Basic Gardening Tools


Kendall and I are breaking ground for our very first garden. I’ve worked alongside many gardeners and farmers over the years, but this is the first time that I will be doing it for myself. This also means that we are building our own collection of tools. I asked my friend Cary, community and school garden organizer, to put together a list of basic gardening tools that a new gardener would benefit from having and a brief description of what they are used for. She has also included some basic garden wisdom at the bottom. —Mollie Guillemette




Large Tools:

  • Shovel, pointy ended: garden digging, turning over beds, shoveling compost, etc.
  • Hard rake: use upside down to smooth raised garden beds.
  • Soft rake: good for raking leaves and other garden debris.

Small Tools:

  • Hori Hori knife (Japanese weeding tool): good for digging, weeding, preparing holes for planting starts. A versatile tool that you’ll always have in your side pocket. Paint the handle a bright color so you don’t lose it.
  • Pruners: for whatever kind of cutting or pruning you may need to do. The bypass style (curved blades) is more useful than the anvil style (flat blades).

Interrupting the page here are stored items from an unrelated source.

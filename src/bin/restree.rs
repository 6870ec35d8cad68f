//! `restree` command-line entry point.
//!
//! Logging goes to stderr and is controlled with `RUST_LOG`; `-v` raises the
//! default level to `debug`.

use anyhow::{Context, Result};
use clap::{Parser, Subcommand, ValueEnum};
use restree::config::{load_config, RestreeConfig};
use restree::curl::generate_curl_command;
use restree::parser::parse_request_partial;
use restree::scaffold;
use restree::variables::process_env;
use restree::{normalize_path, HttpRequest, ResolveOptions, Resolver};
use std::fs::{self, File};
use std::io::{self, Read, Write};
use std::path::{self, Path, PathBuf};
use std::process::ExitCode;

/// Resolve .http request files through a tree of headers files and init scripts
#[derive(Parser, Debug)]
#[command(name = "restree", version, about, long_about = None)]
struct Cli {
    /// Enable debug logging
    #[arg(short, long, global = true)]
    verbose: bool,

    /// JSON configuration file
    #[arg(long, value_name = "FILE", global = true)]
    config: Option<PathBuf>,

    #[command(subcommand)]
    command: Command,
}

#[derive(Subcommand, Debug)]
enum Command {
    /// Resolve a request file and print the complete request
    Build(BuildArgs),
    /// Write a starter tree into a directory
    Init(InitArgs),
}

#[derive(clap::Args, Debug)]
struct BuildArgs {
    /// Path to the .http file
    file: PathBuf,

    /// Root directory of the cascade [default: current directory]
    #[arg(short = 'D', long = "directory", value_name = "DIR")]
    directory: Option<PathBuf>,

    /// Output file, use '-' for stdout
    #[arg(short, long, value_name = "FILE", default_value = "-")]
    output: String,

    /// Expand placeholders in the request body
    #[arg(long)]
    expand_body_variables: bool,

    /// Replace the body with the contents of a file, or '-' for stdin
    #[arg(short, long, value_name = "FILE")]
    body: Option<String>,

    /// Overlay a partial request file on the resolved request
    #[arg(long, value_name = "FILE")]
    patch: Option<PathBuf>,

    /// Output format
    #[arg(long, value_enum, default_value_t = Format::Text)]
    format: Format,
}

#[derive(clap::Args, Debug)]
struct InitArgs {
    /// Directory to scaffold [default: current directory]
    #[arg(short = 'D', long = "directory", value_name = "DIR")]
    directory: Option<PathBuf>,
}

#[derive(Clone, Copy, Debug, PartialEq, Eq, ValueEnum)]
enum Format {
    /// Normalized request-file text
    Text,
    /// A cURL command
    Curl,
    /// The request as a JSON object
    Json,
}

fn main() -> ExitCode {
    let cli = Cli::parse();
    init_logging(cli.verbose);

    match run(cli) {
        Ok(()) => ExitCode::SUCCESS,
        Err(err) => {
            eprintln!("Error: {:#}", err);
            ExitCode::FAILURE
        }
    }
}

fn init_logging(verbose: bool) {
    let default_level = if verbose { "debug" } else { "warn" };
    env_logger::Builder::from_env(env_logger::Env::default().default_filter_or(default_level))
        .format_timestamp(None)
        .init();
}

fn run(cli: Cli) -> Result<()> {
    let config = load_config(cli.config.as_deref())?;

    match cli.command {
        Command::Build(args) => build(args, config),
        Command::Init(args) => init(args, &config),
    }
}

fn build(args: BuildArgs, config: RestreeConfig) -> Result<()> {
    let root = absolute_dir(args.directory.as_deref())?;
    let target = path::absolute(&args.file)
        .map(|target| normalize_path(&target))
        .with_context(|| format!("invalid file path {}", args.file.display()))?;

    let options = ResolveOptions {
        expand_body: args.expand_body_variables || config.expand_body_variables,
    };
    let resolver = Resolver::new(config);
    let mut request = resolver.resolve(&root, &target, &process_env(), options)?;

    if let Some(patch) = &args.patch {
        apply_patch(&mut request, patch)?;
    }
    if let Some(body) = &args.body {
        request.body = read_body(body)?;
    }

    write_output(&args.output, &render(&request, args.format)?)
}

fn render(request: &HttpRequest, format: Format) -> Result<String> {
    Ok(match format {
        Format::Text => request.to_string(),
        Format::Curl => generate_curl_command(request),
        Format::Json => serde_json::to_string_pretty(request)?,
    })
}

fn init(args: InitArgs, config: &RestreeConfig) -> Result<()> {
    let dir = absolute_dir(args.directory.as_deref())?;
    for path in scaffold::init(&dir, config)? {
        println!("created {}", path.display());
    }
    Ok(())
}

fn absolute_dir(dir: Option<&Path>) -> Result<PathBuf> {
    match dir {
        Some(dir) => path::absolute(dir)
            .map(|dir| normalize_path(&dir))
            .with_context(|| format!("invalid directory {}", dir.display())),
        None => std::env::current_dir().context("could not get current working directory"),
    }
}

fn apply_patch(request: &mut HttpRequest, patch: &Path) -> Result<()> {
    let content = fs::read_to_string(patch)
        .with_context(|| format!("unable to read {}", patch.display()))?;
    let partial = parse_request_partial(&content)
        .with_context(|| format!("failed to parse {}", patch.display()))?;
    request.apply(&partial);
    Ok(())
}

fn read_body(source: &str) -> Result<String> {
    let mut body = String::new();
    if source == "-" {
        io::stdin()
            .read_to_string(&mut body)
            .context("failed to read body from stdin")?;
    } else {
        File::open(source)
            .and_then(|mut file| file.read_to_string(&mut body))
            .with_context(|| format!("failed to read body from {}", source))?;
    }
    Ok(body)
}

fn write_output(destination: &str, rendered: &str) -> Result<()> {
    let mut out: Box<dyn Write> = if destination == "-" {
        Box::new(io::stdout().lock())
    } else {
        Box::new(
            File::create(destination)
                .with_context(|| format!("failed to create output file {}", destination))?,
        )
    };

    out.write_all(rendered.as_bytes())?;
    if !rendered.ends_with('\n') {
        out.write_all(b"\n")?;
    }
    out.flush()?;
    Ok(())
}
//! Variables module for restree
//!
//! This module holds the variable set threaded through a resolution, the
//! `{{name}}` expander, and the sources that seed or grow the set.

pub mod environment;
pub mod substitution;

use std::collections::HashMap;

pub use environment::process_env;
pub use substitution::{expand, placeholder_names, ExpansionError};

/// Placeholder name to value mapping.
pub type Variables = HashMap<String, String>;

/// Merges `update` into `variables`; values in `update` replace existing ones.
pub fn merge_variables(variables: &mut Variables, update: Variables) {
    variables.extend(update);
}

  • Buckets: carrying compost and fertilizer to your raised beds. Also good to have nearby when weeding. Scrounge around various stores that use products in 5-gallon buckets, e.g. restaurants, to get them for free.
  • Wheelbarrow: carrying heavy/large loads around your garden.
  • Tarps: handy for putting things on. We go to our local lumber yard and ask them for the lumber wrap they are throwing away. The woven plastic material is better than anything you can buy. Just cut it to the size you want. Avoid the lumber wrap for treated wood.


  • Gloves: rubber coated gloves give the best grip and come in different weights for summer through winter gardening.
  • Pad: for cushioning knees.

Garden Wisdom:

  • Grass clippings may not be considered a tool, but they prevent weeding. Spread freshly mown grass one inch thick to smother weeds and keep moisture in. Then the clippings decompose to provide nutrients to the soil! Clippings must be herbicide and pesticide free. Mulching with grass is the best “tool” for weeds there is.
  • When you are gardening with children, teach them the “tools below your hips” rule. Teach them to look around to see who is nearby when using tools. Be safe, and teach calm and deliberate tool use.
  • For children, there are of course child-sized tools, but they often are of poor quality. I haven’t bought a lot of children’s tools, but I know that children can do a lot just with a hori hori!